Category: Czech Republic

  • GDPR Misconceptions

    The GDPR comes into effect on May 25, 2018. Since data processing concerns a wide range of activities, very few companies or entrepreneurs will be unaffected. Numerous articles and discussions have been posted about the GDPR in the media, some of which contain false or misleading information and therefore give rise to concern, especially considering the possibility of high penalties. Failure to adopt national implementing legislation does not help the situation either. In this article we would like to highlight some of this misleading information and explain the inaccuracies.

    The Regulation is often described as a “revolution in personal data protection.” This is not correct, and the Czech Office for Personal Data Protection, which continues to act as the supervisory authority and provides interpretative opinions, has tried to rebut this presumption, as the current Czech law, which has been in effect since 2000, already regulates most of the issues. Both it and the GDPR contain similar terms, such as “personal data,” “processing,” “data subject,” and “controller” defined similarly. The GDPR also does not constitute a new catalogue of rights of data subjects, as most of them – such as the right to erasure (known as “the right to be forgotten”) had already been established by the current legislation. The GDPR also does not bring with it a revolution in the duties of data controllers and processors; it only goes further with their specifications and provides some additional duties for these subjects, such as informing the supervisory authority if there is a data breach.

    The GDPR does, however, establish a new right – the right to data portability – which, under certain conditions, gives data subjects the right to receive, on request and in a commonly-used format, any of their personal data that had been provided to a controller, and to transfer it to another controller.

    Another misleading piece of information is that there is an obligation to procure consent for any personal data processing. Consent has to be given by an informed data subject and has to be revocable at all times. The GDPR specifies the conditions that need to be met for lawful consent. At the same time it provides five other legal reasons for data processing, e.g., performance of a contract. Because “free consent” can be difficult to establish in an employment relationship, reliance on that particular basis is not recommended, and other bases provided by the GDPR for processing employee personal data should be found wherever possible. 

    Another reason for worry is the belief that every company needs to have a data protection officer with special certification. This duty only concerns public authorities and controllers whose core activity consists of processing operations requiring the systematic monitoring of data subjects on a large scale or processing special categories of data. The obligation will therefore affect public bodies such as municipalities, schools, and hospitals, along with financial institutions or large companies having data processing as their core business. A data protection officer does not need to have special certification, as is often claimed. 

    More misleading information that has appeared is the necessity of implementing expensive technical measures related to the pseudonymization of data. The GDPR does not prescribe an obligation to encrypt collected data. Pseudonymization is named only as an option of a technical safety measure. Particular measures are chosen by the controller according to the nature, purpose, and scale of the data processing and the expected costs of such measures. 
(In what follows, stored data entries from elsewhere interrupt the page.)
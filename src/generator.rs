use std::fs::{self, File};
use std::io::{BufWriter, Write};
use std::path::PathBuf;

use anyhow::{Context, Result};
use log::{debug, info};
use rand::rngs::SmallRng;
use rand::{Rng, SeedableRng};

use crate::config::Config;
use crate::workload::{write_workload, SizeClass};

const WRITE_BUFFER: usize = 1 << 20;

/// Derive the RNG for one size class from the master seed.
///
/// A file's contents depend only on the master seed and its exponent.
pub fn size_class_rng(master: u64, exponent: u32) -> SmallRng {
    // splitmix64 finalizer to spread the exponent over the second half
    let mut z = (exponent as u64).wrapping_add(0x9e37_79b9_7f4a_7c15);
    z = (z ^ (z >> 30)).wrapping_mul(0xbf58_476d_1ce4_e5b9);
    z = (z ^ (z >> 27)).wrapping_mul(0x94d0_49bb_1331_11eb);
    z ^= z >> 31;

    let mut seed = [0u8; 16];
    seed[..8].copy_from_slice(&master.to_le_bytes());
    seed[8..].copy_from_slice(&z.to_le_bytes());
    SmallRng::from_seed(seed)
}

/// What was written for one size class.
#[derive(Debug, Clone, PartialEq, Eq)]
pub struct Report {
    pub path: PathBuf,
    pub exponent: u32,
    pub inserts: u64,
    pub ranks: u64,
}

impl Report {
    /// Total lines in the file, header included.
    pub fn lines(&self) -> u64 {
        2 + self.inserts + self.ranks
    }
}

pub struct Generator {
    config: Config,
    seed: u64,
}

impl Generator {
    pub fn new(config: Config) -> Self {
        let seed = config.seed.unwrap_or_else(|| rand::thread_rng().gen());
        Generator { config, seed }
    }

    pub fn config(&self) -> &Config {
        &self.config
    }

    /// The master seed in use, whether configured or drawn.
    pub fn seed(&self) -> u64 {
        self.seed
    }

    /// Write one file per size class, smallest exponent first.
    pub fn run(&self) -> Result<Vec<Report>> {
        self.config.validate()?;

        let out_dir = &self.config.out_dir;
        fs::create_dir_all(out_dir).with_context(|| {
            format!("creating output directory {}", out_dir.display())
        })?;

        info!(
            "generating exponents {}..={} into {} (seed {})",
            self.config.min_exponent,
            self.config.max_exponent,
            out_dir.display(),
            self.seed
        );

        self.config
            .size_classes()
            .map(|size_class| self.generate(size_class))
            .collect()
    }

    fn generate(&self, size_class: SizeClass) -> Result<Report> {
        let exponent = size_class.exponent();
        let path = self.config.path(exponent);
        info!(
            "writing {} ({} inserts, {} ranks)",
            path.display(),
            size_class.inserts(),
            size_class.ranks()
        );

        let file = File::create(&path)
            .with_context(|| format!("creating {}", path.display()))?;
        let mut out = BufWriter::with_capacity(WRITE_BUFFER, file);

        let rng = size_class_rng(self.seed, exponent);
        let commands = write_workload(&mut out, rng, size_class)
            .with_context(|| format!("writing {}", path.display()))?;
        out.flush()
            .with_context(|| format!("flushing {}", path.display()))?;

        debug!(
            "{}: {} commands, final vector length {}",
            path.display(),
            commands,
            size_class.final_len()
        );

        Ok(Report {
            path,
            exponent,
            inserts: size_class.inserts(),
            ranks: size_class.ranks(),
        })
    }
}

#[cfg(test)]
mod test {
    use super::*;

    fn draws(master: u64, exponent: u32) -> Vec<u64> {
        let mut rng = size_class_rng(master, exponent);
        (0..8).map(|_| rng.gen()).collect()
    }

    #[test]
    fn test_size_class_rng() {
        assert_eq!(draws(7, 10), draws(7, 10));
        assert_ne!(draws(7, 10), draws(7, 11));
        assert_ne!(draws(7, 10), draws(8, 10));
    }

    #[test]
    fn test_configured_seed() {
        let config = Config {
            seed: Some(1234),
            ..Config::default()
        };
        let generator = Generator::new(config);
        assert_eq!(generator.seed(), 1234);
    }

    #[test]
    fn test_report_lines() {
        let report = Report {
            path: PathBuf::from("evaluationInput-2^10.txt"),
            exponent: 10,
            inserts: 1024,
            ranks: 10_000,
        };
        assert_eq!(report.lines(), 11_026);
    }
}
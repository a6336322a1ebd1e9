use std::path::PathBuf;

use anyhow::Result;
use log::info;
use structopt::StructOpt;

use bv_workload::config::{
    Config, DEFAULT_PREFIX, MAX_EXPONENT, MIN_EXPONENT, RANK_QUERIES,
};
use bv_workload::Generator;

#[derive(StructOpt)]
#[structopt(
    name = "bv-workload",
    about = "Generate insert/rank workloads for dynamic bitvector benchmarks",
    raw(setting = "clap::AppSettings::ColoredHelp")
)]
struct Opt {
    /// Directory the workload files are written to
    #[structopt(
        short = "o",
        long = "out-dir",
        default_value = ".",
        parse(from_os_str)
    )]
    out_dir: PathBuf,
    /// Smallest size class, as a power of two
    #[structopt(long = "min-exp")]
    min_exp: Option<u32>,
    /// Largest size class, as a power of two
    #[structopt(long = "max-exp")]
    max_exp: Option<u32>,
    /// Rank queries per file
    #[structopt(short = "r", long = "ranks")]
    ranks: Option<u64>,
    /// Master seed; a random one is drawn and logged when omitted
    #[structopt(short = "s", long = "seed")]
    seed: Option<u64>,
    /// File name prefix
    #[structopt(short = "p", long = "prefix")]
    prefix: Option<String>,
    /// Log more (-v debug, -vv trace)
    #[structopt(short = "v", long = "verbose", parse(from_occurrences))]
    verbose: u8,
}

impl Opt {
    fn into_config(self) -> Config {
        Config {
            out_dir: self.out_dir,
            prefix: self.prefix.unwrap_or_else(|| DEFAULT_PREFIX.to_owned()),
            min_exponent: self.min_exp.unwrap_or(MIN_EXPONENT),
            max_exponent: self.max_exp.unwrap_or(MAX_EXPONENT),
            ranks: self.ranks.unwrap_or(RANK_QUERIES),
            seed: self.seed,
        }
    }
}

fn main() -> Result<()> {
    let opt = Opt::from_args();

    let level = match opt.verbose {
        0 => "info",
        1 => "debug",
        _ => "trace",
    };
    env_logger::Builder::from_env(
        env_logger::Env::default().default_filter_or(level),
    )
    .init();

    let generator = Generator::new(opt.into_config());
    let reports = generator.run()?;

    let lines: u64 = reports.iter().map(|r| r.lines()).sum();
    info!(
        "wrote {} files, {} lines total (seed {})",
        reports.len(),
        lines,
        generator.seed()
    );
    Ok(())
}
use std::path::PathBuf;

use anyhow::{bail, Result};

use crate::workload::SizeClass;

pub const MIN_EXPONENT: u32 = 10;
pub const MAX_EXPONENT: u32 = 25;
pub const RANK_QUERIES: u64 = 10_000;
pub const DEFAULT_PREFIX: &str = "evaluationInput";

/// Largest exponent accepted. `2^40` inserts is already a multi-terabyte
/// file, and it keeps every index comfortably inside a `u64`.
pub const EXPONENT_LIMIT: u32 = 40;

#[derive(Debug, Clone, PartialEq, Eq)]
pub struct Config {
    pub out_dir: PathBuf,
    pub prefix: String,
    pub min_exponent: u32,
    pub max_exponent: u32,
    pub ranks: u64,
    /// Master seed. `None` draws a fresh one per run.
    pub seed: Option<u64>,
}

impl Default for Config {
    fn default() -> Self {
        Config {
            out_dir: PathBuf::from("."),
            prefix: DEFAULT_PREFIX.to_owned(),
            min_exponent: MIN_EXPONENT,
            max_exponent: MAX_EXPONENT,
            ranks: RANK_QUERIES,
            seed: None,
        }
    }
}

impl Config {
    pub fn validate(&self) -> Result<()> {
        if self.min_exponent > self.max_exponent {
            bail!(
                "minimum exponent {} is larger than maximum exponent {}",
                self.min_exponent,
                self.max_exponent
            );
        }
        if self.max_exponent > EXPONENT_LIMIT {
            bail!(
                "exponent {} is above the supported limit of {}",
                self.max_exponent,
                EXPONENT_LIMIT
            );
        }
        if self.prefix.contains(std::path::is_separator) {
            bail!("file prefix {:?} contains a path separator", self.prefix);
        }
        Ok(())
    }

    /// e.g. `evaluationInput-2^10.txt`
    pub fn file_name(&self, exponent: u32) -> String {
        format!("{}-2^{}.txt", self.prefix, exponent)
    }

    pub fn path(&self, exponent: u32) -> PathBuf {
        self.out_dir.join(self.file_name(exponent))
    }

    pub fn size_classes(&self) -> impl Iterator<Item = SizeClass> {
        let ranks = self.ranks;
        (self.min_exponent..=self.max_exponent)
            .map(move |exponent| SizeClass::new(exponent, ranks))
    }
}
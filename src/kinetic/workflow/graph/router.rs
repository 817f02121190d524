// SPDX-License-Identifier: MIT

//! Edge routing
//!
//! Routing is a pure function of the graph and an executor's output. Fan-in
//! edges do not deliver directly; they hand the runner a part to buffer until
//! every source of the edge has contributed.

use serde_json::Value;

use super::definition::Graph;
use super::edge::Edge;

/// Result of routing one output along one edge
#[derive(Debug, Clone, PartialEq)]
pub enum Delivery {
    /// A message for the target's inbox in the next superstep
    Message { target: String, payload: Value },
    /// A contribution to the fan-in edge with the given index
    FanInPart {
        edge: usize,
        from: String,
        target: String,
        payload: Value,
    },
}

impl Delivery {
    pub fn target(&self) -> &str {
        match self {
            Delivery::Message { target, .. } | Delivery::FanInPart { target, .. } => target,
        }
    }
}

impl Graph {
    /// Compute where an executor's output goes
    ///
    /// Edges are visited in declaration order. Every matching conditional
    /// edge routes; no match leaves the output terminal.
    pub fn route(&self, from: &str, output: &Value) -> Vec<Delivery> {
        let mut deliveries = Vec::new();
        let mut conditional_edges = 0;
        let mut conditional_matches = 0;

        for (index, edge) in self.edges().iter().enumerate() {
            match edge {
                Edge::Direct { from: f, to } if f == from => {
                    deliveries.push(message(to, output));
                }
                Edge::Conditional {
                    from: f,
                    to,
                    condition,
                } if f == from => {
                    conditional_edges += 1;
                    if condition.evaluate(output) {
                        conditional_matches += 1;
                        deliveries.push(message(to, output));
                    }
                }
                Edge::FanOut { from: f, targets } if f == from => {
                    deliveries.extend(targets.iter().map(|t| message(t, output)));
                }
                Edge::FanIn { sources, to } if sources.iter().any(|s| s == from) => {
                    deliveries.push(Delivery::FanInPart {
                        edge: index,
                        from: from.to_string(),
                        target: to.clone(),
                        payload: output.clone(),
                    });
                }
                Edge::Switch {
                    from: f,
                    selector,
                    cases,
                    default,
                } if f == from => {
                    let case = selector.select(output);
                    let branch = case
                        .as_deref()
                        .and_then(|c| cases.iter().find(|(name, _)| name == c))
                        .map(|(_, target)| target)
                        .or(default.as_ref());
                    match branch {
                        Some(target) => deliveries.push(message(target, output)),
                        None => log::debug!(
                            "Switch from '{}' matched no case for {:?} and has no default",
                            from,
                            case
                        ),
                    }
                }
                _ => {}
            }
        }

        if conditional_edges > 0 && conditional_matches == 0 {
            log::debug!(
                "No conditional edge from '{}' matched; output is terminal",
                from
            );
        }

        deliveries
    }
}

fn message(target: &str, output: &Value) -> Delivery {
    Delivery::Message {
        target: target.to_string(),
        payload: output.clone(),
    }
}

#[cfg(test)]
mod tests {
    use super::*;
    use crate::adk::tool::{FnTool, ToolResult};
    use crate::kinetic::workflow::executor::Executor;
    use crate::kinetic::workflow::graph::{Condition, GraphBuilder, Selector};
    use serde_json::json;

    fn node(id: &str) -> Executor {
        Executor::function(id, FnTool::new(id, |input: Value, _ctx| async move { ToolResult::Ok(input) }))
    }

    fn builder(ids: &[&str]) -> GraphBuilder {
        ids.iter()
            .fold(GraphBuilder::new(), |b, id| b.add_executor(node(id)))
            .set_start(ids[0])
    }

    fn targets(deliveries: &[Delivery]) -> Vec<&str> {
        deliveries.iter().map(Delivery::target).collect()
    }

    #[test]
    fn test_direct_edge() {
        let graph = builder(&["a", "b"]).add_edge("a", "b").build().unwrap();
        let routed = graph.route("a", &json!("x1"));
        assert_eq!(
            routed,
            vec![Delivery::Message {
                target: "b".into(),
                payload: json!("x1")
            }]
        );
        assert!(graph.route("b", &json!("done")).is_empty());
    }

    #[test]
    fn test_conditional_edge_without_match_is_terminal() {
        let graph = builder(&["a", "b"])
            .add_conditional_edge("a", "b", Condition::parse("output == 'go'").unwrap())
            .build()
            .unwrap();
        assert!(graph.route("a", &json!("stop")).is_empty());
        assert_eq!(targets(&graph.route("a", &json!("go"))), vec!["b"]);
    }

    #[test]
    fn test_all_matching_conditions_route() {
        let graph = builder(&["a", "b", "c"])
            .add_conditional_edge("a", "b", Condition::parse("score > 1").unwrap())
            .add_conditional_edge("a", "c", Condition::parse("score > 5").unwrap())
            .build()
            .unwrap();
        assert_eq!(targets(&graph.route("a", &json!({"score": 9}))), vec!["b", "c"]);
        assert_eq!(targets(&graph.route("a", &json!({"score": 3}))), vec!["b"]);
    }

    #[test]
    fn test_fan_out_copies_output() {
        let graph = builder(&["a", "b", "c"])
            .add_fan_out("a", ["b", "c"])
            .build()
            .unwrap();
        let routed = graph.route("a", &json!({"n": 1}));
        assert_eq!(targets(&routed), vec!["b", "c"]);
        assert!(routed.iter().all(|d| matches!(d, Delivery::Message { payload, .. } if payload == &json!({"n": 1}))));
    }

    #[test]
    fn test_fan_in_produces_parts() {
        let graph = builder(&["a", "b", "c", "d"])
            .add_fan_out("a", ["b", "c"])
            .add_fan_in(["b", "c"], "d")
            .build()
            .unwrap();
        assert_eq!(
            graph.route("c", &json!(2)),
            vec![Delivery::FanInPart {
                edge: 1,
                from: "c".into(),
                target: "d".into(),
                payload: json!(2)
            }]
        );
    }

    #[test]
    fn test_switch_picks_one_branch() {
        let graph = builder(&["triage", "fix", "plan", "archive"])
            .add_switch(
                "triage",
                Selector::path("kind"),
                [("bug", "fix"), ("idea", "plan")],
                Some("archive"),
            )
            .build()
            .unwrap();
        assert_eq!(targets(&graph.route("triage", &json!({"kind": "bug"}))), vec!["fix"]);
        assert_eq!(targets(&graph.route("triage", &json!({"kind": "rant"}))), vec!["archive"]);
        assert_eq!(targets(&graph.route("triage", &json!({}))), vec!["archive"]);
    }

    #[test]
    fn test_switch_without_default_drops_unmatched() {
        let graph = builder(&["triage", "fix"])
            .add_switch("triage", Selector::func(|v| v.as_str().map(str::to_string)), [("bug", "fix")], None)
            .build()
            .unwrap();
        assert!(graph.route("triage", &json!("feature")).is_empty());
        assert_eq!(targets(&graph.route("triage", &json!("bug"))), vec!["fix"]);
    }

    #[test]
    fn test_routing_is_deterministic() {
        let graph = builder(&["a", "b", "c"])
            .add_fan_out("a", ["c", "b"])
            .build()
            .unwrap();
        let output = json!({"k": [1, 2, 3]});
        assert_eq!(graph.route("a", &output), graph.route("a", &output));
    }
}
    The widest concern in regard to the GDPR is the threat of liquidating sanctions. The GDPR allows for fines up to EUR 20 million or 4% of total worldwide annual turnover. Such a concern does not mention that administrative fines up to CZK 10 million are already allowed under the current Czech legislation. Fines have to be imposed in each individual case in a proportional, effective, and dissuasive way. Nevertheless, imposing a fine is not a necessity, and the supervisory authority may decide to issue only a warning or reprimand or use other corrective powers. Moreover, the GDPR lists a large number of facts that need to be taken into consideration when imposing a fine.

    In conclusion, the GDPR brings with it some changes and an enlargement of the regulation of personal data protection. However, the GDPR is aimed primarily at huge companies and entrepreneurs processing data on a large scale, and its goal is not to punish small traders and employers for each and every breach of their duties. Therefore, it is pointless to stir up panic. The GDPR should be understood as a challenge to improve business operations rather than as a threat.  

    By Adela Krbcova, Partner, Dan Loukota, Senior Associate, Peterka & Partners 

    This Article was originally published in Issue 5.5 of the CEE Legal Matters Magazine. If you would like to receive a hard copy of the magazine, you can subscribe here.

  • Wolf Theiss Prague Promotes Jan Kotous to Partner

    Wolf Theiss Prague Promotes Jan Kotous to Partner

    Jan Kotous became a Partner in the Prague office of Wolf Theiss.

    Kotous has been with Wolf Theiss since 2013 — the last three years as Counsel. His core practice areas are Banking & Finance and Corporate law. According to Wolf Theiss, Kotous “has extensive experience in financial regulation and M&A, representation of financial institutions, private equity funds and equity capital markets transactions.”

    Before joining Wolf Theiss, Kotous practiced for eight months with Norton Rose Fulbright, five years with Clifford Chance, and one year with Squire, Sanders & Dempsey. He graduated with a degree in law from Charles University Law School in Prague and received his LL.M. at the University of San Francisco. Kotous was admitted to the Czech Bar in 2007.

  • Weinhold Legal Advises Obrascon Huarte Lain on Sale of ZPSV to Leonhard Moll AG

    Weinhold Legal Advises Obrascon Huarte Lain on Sale of ZPSV to Leonhard Moll AG

    Weinhold Legal has advised Obrascon Huarte Lain on the sale of its majority stake in ZPSV a.s., the largest Czech supplier of concrete products for the building industry, to the German group of Leonhard Moll AG. The buyers were advised by CMS.

    ZPSV’s turnover last year was over CZK 1.5 billion, generating a profit of CZK 75 million. According to Weinhold Legal, “in addition to railway sleepers, ZPSV also produces in its six production plants in the Czech Republic prefabricated halls and bridges and is active in other areas of construction.”

    The Weinhold Legal team was led by Partner Ondrej Havranek and included Managing Attorney-at-Law Jan Turek and Attorneys-at-Law Michaela Koblasova, Tereza Hoskova, and Vaclav Smetana.

    Editor’s Note: The make-up of the CMS team advising Leonhard Moll AG was reported in a separate story, here

  • Dentons Advises Shareholders on VUK Sale to Continental

    Dentons Advises Shareholders on VUK Sale to Continental

    The Prague office of Dentons has advised the shareholders of VUK, spol. s.r.o., on the sale of the company to global automotive supplier Continental via a share deal. Deloitte Legal advised Continental on the acquisition. The transaction value was not disclosed.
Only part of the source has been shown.